Records shown:

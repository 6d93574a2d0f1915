//! Dynamic value model and the schema traits validated types implement.
//!
//! Rules never see concrete Rust types. Every field is lowered into a
//! [`Value`] before a rule runs, and records describe their own layout
//! through [`Record::fields`], so the engine needs no runtime reflection.

use crate::validation::Validation;
use chrono::{DateTime, NaiveDate, NaiveDateTime, TimeZone};
use serde::ser::{SerializeMap, SerializeSeq};
use serde::{Serialize, Serializer};
use std::fmt;

/// A dynamically-typed field value.
#[derive(Debug, Clone, PartialEq, Default)]
pub enum Value {
    /// Absent value (`None`, null reference)
    #[default]
    Nil,
    Bool(bool),
    /// Any signed integer width
    Int(i64),
    /// Any unsigned integer width
    Uint(u64),
    Float(f64),
    Str(String),
    Time(NaiveDateTime),
    List(Vec<Value>),
    /// A record lowered into `(field, value)` pairs in declaration order
    Struct(Vec<(String, Value)>),
}

impl Value {
    /// Build a string value.
    pub fn str(s: impl Into<String>) -> Self {
        Value::Str(s.into())
    }

    /// Build a struct value from `(field, value)` pairs.
    pub fn record<I, K>(fields: I) -> Self
    where
        I: IntoIterator<Item = (K, Value)>,
        K: Into<String>,
    {
        Value::Struct(fields.into_iter().map(|(k, v)| (k.into(), v)).collect())
    }

    pub fn is_nil(&self) -> bool {
        matches!(self, Value::Nil)
    }

    pub fn as_str(&self) -> Option<&str> {
        match self {
            Value::Str(s) => Some(s),
            _ => None,
        }
    }

    /// Integer view of the value; only `Int` and `Uint` qualify.
    pub fn as_integer(&self) -> Option<i128> {
        match self {
            Value::Int(i) => Some(i128::from(*i)),
            Value::Uint(u) => Some(i128::from(*u)),
            _ => None,
        }
    }

    pub fn as_list(&self) -> Option<&[Value]> {
        match self {
            Value::List(items) => Some(items),
            _ => None,
        }
    }

    /// Size used by the size rules: codepoints for strings, elements for lists.
    pub fn size(&self) -> Option<usize> {
        match self {
            Value::Str(s) => Some(s.chars().count()),
            Value::List(items) => Some(items.len()),
            _ => None,
        }
    }

    /// Look up a named field of a struct value.
    pub fn field(&self, name: &str) -> Option<&Value> {
        match self {
            Value::Struct(fields) => fields.iter().find(|(k, _)| k == name).map(|(_, v)| v),
            _ => None,
        }
    }

    /// The empty-check policy applied before every rule except `Required`.
    pub fn is_blank(&self) -> bool {
        match self {
            Value::Nil => true,
            Value::Str(s) => s.trim().is_empty(),
            Value::Int(i) => *i == 0,
            Value::Uint(u) => *u == 0,
            Value::Float(f) => *f == 0.0,
            Value::Time(t) => is_zero_time(t),
            Value::List(items) => items.is_empty(),
            Value::Bool(_) | Value::Struct(_) => false,
        }
    }

    /// Presence as judged by `Required`.
    ///
    /// Unlike [`is_blank`](Self::is_blank), whitespace-only strings count as
    /// present and booleans are always present.
    pub fn is_present(&self) -> bool {
        match self {
            Value::Nil => false,
            Value::Str(s) => !s.is_empty(),
            Value::Bool(_) => true,
            Value::Int(i) => *i != 0,
            Value::Uint(u) => *u != 0,
            Value::Float(f) => *f != 0.0,
            Value::Time(t) => !is_zero_time(t),
            Value::List(items) => !items.is_empty(),
            Value::Struct(_) => true,
        }
    }
}

/// `0001-01-01 00:00:00`, the time a field holds before it is set.
pub fn zero_time() -> Option<NaiveDateTime> {
    NaiveDate::from_ymd_opt(1, 1, 1).and_then(|d| d.and_hms_opt(0, 0, 0))
}

pub fn is_zero_time(t: &NaiveDateTime) -> bool {
    zero_time().is_some_and(|zero| *t == zero)
}

impl fmt::Display for Value {
    fn fmt(&self, f: &mut fmt::Formatter<'_>) -> fmt::Result {
        match self {
            Value::Nil => f.write_str("<nil>"),
            Value::Bool(b) => write!(f, "{b}"),
            Value::Int(i) => write!(f, "{i}"),
            Value::Uint(u) => write!(f, "{u}"),
            Value::Float(x) => write!(f, "{x}"),
            Value::Str(s) => f.write_str(s),
            Value::Time(t) => write!(f, "{}", t.format("%Y-%m-%d %H:%M:%S")),
            Value::List(items) => {
                f.write_str("[")?;
                for (i, item) in items.iter().enumerate() {
                    if i > 0 {
                        f.write_str(" ")?;
                    }
                    write!(f, "{item}")?;
                }
                f.write_str("]")
            }
            Value::Struct(fields) => {
                f.write_str("{")?;
                for (i, (_, value)) in fields.iter().enumerate() {
                    if i > 0 {
                        f.write_str(" ")?;
                    }
                    write!(f, "{value}")?;
                }
                f.write_str("}")
            }
        }
    }
}

impl Serialize for Value {
    fn serialize<S>(&self, serializer: S) -> Result<S::Ok, S::Error>
    where
        S: Serializer,
    {
        match self {
            Value::Nil => serializer.serialize_none(),
            Value::Bool(b) => serializer.serialize_bool(*b),
            Value::Int(i) => serializer.serialize_i64(*i),
            Value::Uint(u) => serializer.serialize_u64(*u),
            Value::Float(x) => serializer.serialize_f64(*x),
            Value::Str(s) => serializer.serialize_str(s),
            Value::Time(t) => t.serialize(serializer),
            Value::List(items) => {
                let mut seq = serializer.serialize_seq(Some(items.len()))?;
                for item in items {
                    seq.serialize_element(item)?;
                }
                seq.end()
            }
            Value::Struct(fields) => {
                let mut map = serializer.serialize_map(Some(fields.len()))?;
                for (k, v) in fields {
                    map.serialize_entry(k, v)?;
                }
                map.end()
            }
        }
    }
}

/// How the struct walker should treat a value it finds in a field.
pub enum Node<'a> {
    Nil,
    Scalar,
    /// Time values are never descended into
    Time,
    Record(&'a dyn Record),
    /// A list whose elements are records
    Records(Vec<&'a dyn Record>),
}

impl<'a> Node<'a> {
    pub fn as_record(&self) -> Option<&'a dyn Record> {
        match self {
            Node::Record(r) => Some(*r),
            _ => None,
        }
    }
}

/// A type that can be lowered into a [`Value`].
///
/// Implemented for the primitive types, strings, chrono times, `Option`,
/// `Vec` and slices. `#[derive(Record)]` implements it for records.
pub trait Reflect {
    fn to_value(&self) -> Value;

    fn node(&self) -> Node<'_> {
        Node::Scalar
    }
}

/// Validation-relevant metadata attached to a field.
#[derive(Debug, Clone, Copy, Default, PartialEq, Eq)]
pub struct FieldTags<'a> {
    /// Rule string, e.g. `Required;Range(1,140)`
    pub valid: &'a str,
    /// JSON naming tag, e.g. `age,omitempty`
    pub json: &'a str,
    /// Display-name override
    pub alias: &'a str,
}

/// One declared field of a record.
pub struct Field<'a> {
    pub name: &'a str,
    pub tags: FieldTags<'a>,
    pub value: &'a dyn Reflect,
    /// Only exported fields are eligible for recursive validation
    pub exported: bool,
    /// Sub-fields of an inline record are promoted into the parent
    pub inline: bool,
}

impl<'a> Field<'a> {
    pub fn new(name: &'a str, value: &'a dyn Reflect) -> Self {
        Self {
            name,
            tags: FieldTags::default(),
            value,
            exported: true,
            inline: false,
        }
    }

    /// Set the rule string.
    pub fn rules(mut self, rules: &'a str) -> Self {
        self.tags.valid = rules;
        self
    }

    pub fn json(mut self, json: &'a str) -> Self {
        self.tags.json = json;
        self
    }

    pub fn alias(mut self, alias: &'a str) -> Self {
        self.tags.alias = alias;
        self
    }

    pub fn inline(mut self) -> Self {
        self.inline = true;
        self
    }

    pub fn private(mut self) -> Self {
        self.exported = false;
        self
    }
}

impl fmt::Debug for Field<'_> {
    fn fmt(&self, f: &mut fmt::Formatter<'_>) -> fmt::Result {
        f.debug_struct("Field")
            .field("name", &self.name)
            .field("tags", &self.tags)
            .field("value", &self.value.to_value())
            .field("exported", &self.exported)
            .field("inline", &self.inline)
            .finish()
    }
}

/// A validatable record: an explicit schema of its fields.
///
/// Usually derived:
///
/// ```rust,ignore
/// use tagvalid::Record;
///
/// #[derive(Record)]
/// struct User {
///     #[valid("Required;Match(/^\\w+@\\w+\\.com$/)")]
///     email: String,
///     #[valid(rules = "Required;Range(1,140)", json = "age,omitempty")]
///     age: i32,
/// }
/// ```
pub trait Record {
    /// Name used in log events and error messages.
    fn type_name(&self) -> &'static str;

    fn fields(&self) -> Vec<Field<'_>>;

    /// Self-validation hook, run once after the declared fields pass.
    fn check(&self, _validation: &mut Validation) {}
}

/// Lower a record into a [`Value::Struct`], promoting inline sub-fields.
pub fn record_value(record: &dyn Record) -> Value {
    let mut out = Vec::new();
    collect_fields(record, &mut out);
    Value::Struct(out)
}

fn collect_fields(record: &dyn Record, out: &mut Vec<(String, Value)>) {
    for field in record.fields() {
        if field.inline {
            if let Some(inner) = field.value.node().as_record() {
                collect_fields(inner, out);
                continue;
            }
        }
        out.push((field.name.to_string(), field.value.to_value()));
    }
}

macro_rules! reflect_int {
    ($variant:ident, $wide:ty, $($t:ty),*) => {
        $(
            impl Reflect for $t {
                fn to_value(&self) -> Value {
                    Value::$variant(*self as $wide)
                }
            }
        )*
    };
}

reflect_int!(Int, i64, i8, i16, i32, i64, isize);
reflect_int!(Uint, u64, u8, u16, u32, u64, usize);

impl Reflect for f32 {
    fn to_value(&self) -> Value {
        Value::Float(f64::from(*self))
    }
}

impl Reflect for f64 {
    fn to_value(&self) -> Value {
        Value::Float(*self)
    }
}

impl Reflect for bool {
    fn to_value(&self) -> Value {
        Value::Bool(*self)
    }
}

impl Reflect for str {
    fn to_value(&self) -> Value {
        Value::Str(self.to_string())
    }
}

impl Reflect for String {
    fn to_value(&self) -> Value {
        Value::Str(self.clone())
    }
}

impl Reflect for char {
    fn to_value(&self) -> Value {
        Value::Str(self.to_string())
    }
}

impl Reflect for NaiveDateTime {
    fn to_value(&self) -> Value {
        Value::Time(*self)
    }

    fn node(&self) -> Node<'_> {
        Node::Time
    }
}

impl Reflect for NaiveDate {
    fn to_value(&self) -> Value {
        self.and_hms_opt(0, 0, 0).map(Value::Time).unwrap_or(Value::Nil)
    }

    fn node(&self) -> Node<'_> {
        Node::Time
    }
}

impl<Tz: TimeZone> Reflect for DateTime<Tz> {
    fn to_value(&self) -> Value {
        Value::Time(self.naive_utc())
    }

    fn node(&self) -> Node<'_> {
        Node::Time
    }
}

impl Reflect for Value {
    fn to_value(&self) -> Value {
        self.clone()
    }

    fn node(&self) -> Node<'_> {
        match self {
            Value::Nil => Node::Nil,
            Value::Time(_) => Node::Time,
            _ => Node::Scalar,
        }
    }
}

impl<T: Reflect> Reflect for Option<T> {
    fn to_value(&self) -> Value {
        match self {
            Some(inner) => inner.to_value(),
            None => Value::Nil,
        }
    }

    fn node(&self) -> Node<'_> {
        match self {
            Some(inner) => inner.node(),
            None => Node::Nil,
        }
    }
}

impl<T: Reflect + ?Sized> Reflect for &T {
    fn to_value(&self) -> Value {
        (**self).to_value()
    }

    fn node(&self) -> Node<'_> {
        (**self).node()
    }
}

impl<T: Reflect + ?Sized> Reflect for Box<T> {
    fn to_value(&self) -> Value {
        (**self).to_value()
    }

    fn node(&self) -> Node<'_> {
        (**self).node()
    }
}

impl<T: Reflect> Reflect for [T] {
    fn to_value(&self) -> Value {
        Value::List(self.iter().map(Reflect::to_value).collect())
    }

    fn node(&self) -> Node<'_> {
        let records: Vec<&dyn Record> = self.iter().filter_map(|e| e.node().as_record()).collect();
        if records.is_empty() {
            Node::Scalar
        } else {
            Node::Records(records)
        }
    }
}

impl<T: Reflect> Reflect for Vec<T> {
    fn to_value(&self) -> Value {
        self.as_slice().to_value()
    }

    fn node(&self) -> Node<'_> {
        self.as_slice().node()
    }
}

#[cfg(test)]
mod tests {
    use super::*;

    #[test]
    fn integers_keep_signedness() {
        assert_eq!(7u8.to_value(), Value::Uint(7));
        assert_eq!((-7i16).to_value(), Value::Int(-7));
        assert_eq!(Value::Uint(7).as_integer(), Some(7));
    }

    #[test]
    fn display_matches_go_style_formatting() {
        let list = Value::List(vec![Value::Int(1), Value::str("a"), Value::Bool(true)]);
        assert_eq!(list.to_string(), "[1 a true]");
        assert_eq!(Value::Nil.to_string(), "<nil>");

        let record = Value::record([("a", Value::Int(1)), ("b", Value::str("x"))]);
        assert_eq!(record.to_string(), "{1 x}");
    }

    #[test]
    fn size_counts_codepoints() {
        assert_eq!(Value::str("héllo").size(), Some(5));
        assert_eq!(Value::str("日本").size(), Some(2));
        assert_eq!(Value::Int(5).size(), None);
    }

    #[test]
    fn blank_and_present_differ_on_whitespace_and_bools() {
        let spaces = Value::str("   ");
        assert!(spaces.is_blank());
        assert!(spaces.is_present());

        assert!(!Value::Bool(false).is_blank());
        assert!(Value::Bool(false).is_present());
    }

    #[test]
    fn zero_time_is_blank() {
        assert!(Value::Time(zero_time().unwrap()).is_blank());
        // the Unix epoch is a real timestamp
        assert!(Value::Time(NaiveDateTime::default()).is_present());
        let later = NaiveDate::from_ymd_opt(2024, 5, 1)
            .and_then(|d| d.and_hms_opt(0, 0, 0))
            .unwrap();
        assert!(Value::Time(later).is_present());
    }

    #[test]
    fn option_lowers_to_nil() {
        let missing: Option<String> = None;
        assert_eq!(missing.to_value(), Value::Nil);
        assert!(matches!(missing.node(), Node::Nil));
        assert_eq!(Some(3i32).to_value(), Value::Int(3));
    }

    #[test]
    fn value_serializes_struct_as_map() {
        let record = Value::record([("code", Value::str("a")), ("n", Value::Uint(2))]);
        let json = serde_json::to_value(&record).unwrap();
        assert_eq!(json["code"], "a");
        assert_eq!(json["n"], 2);
        assert_eq!(serde_json::to_value(Value::Nil).unwrap(), serde_json::Value::Null);
    }
}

What is expected: Only the lines from the beginning of the material to the line containing "their own layout" should be echoed, verbatim and in full.

Response:
repository 6d93574a2d0f1915
//! Dynamic value model and the schema traits validated types implement.
//!
//! Rules never see concrete Rust types. Every field is lowered into a
//! [`Value`] before a rule runs, and records describe their own layout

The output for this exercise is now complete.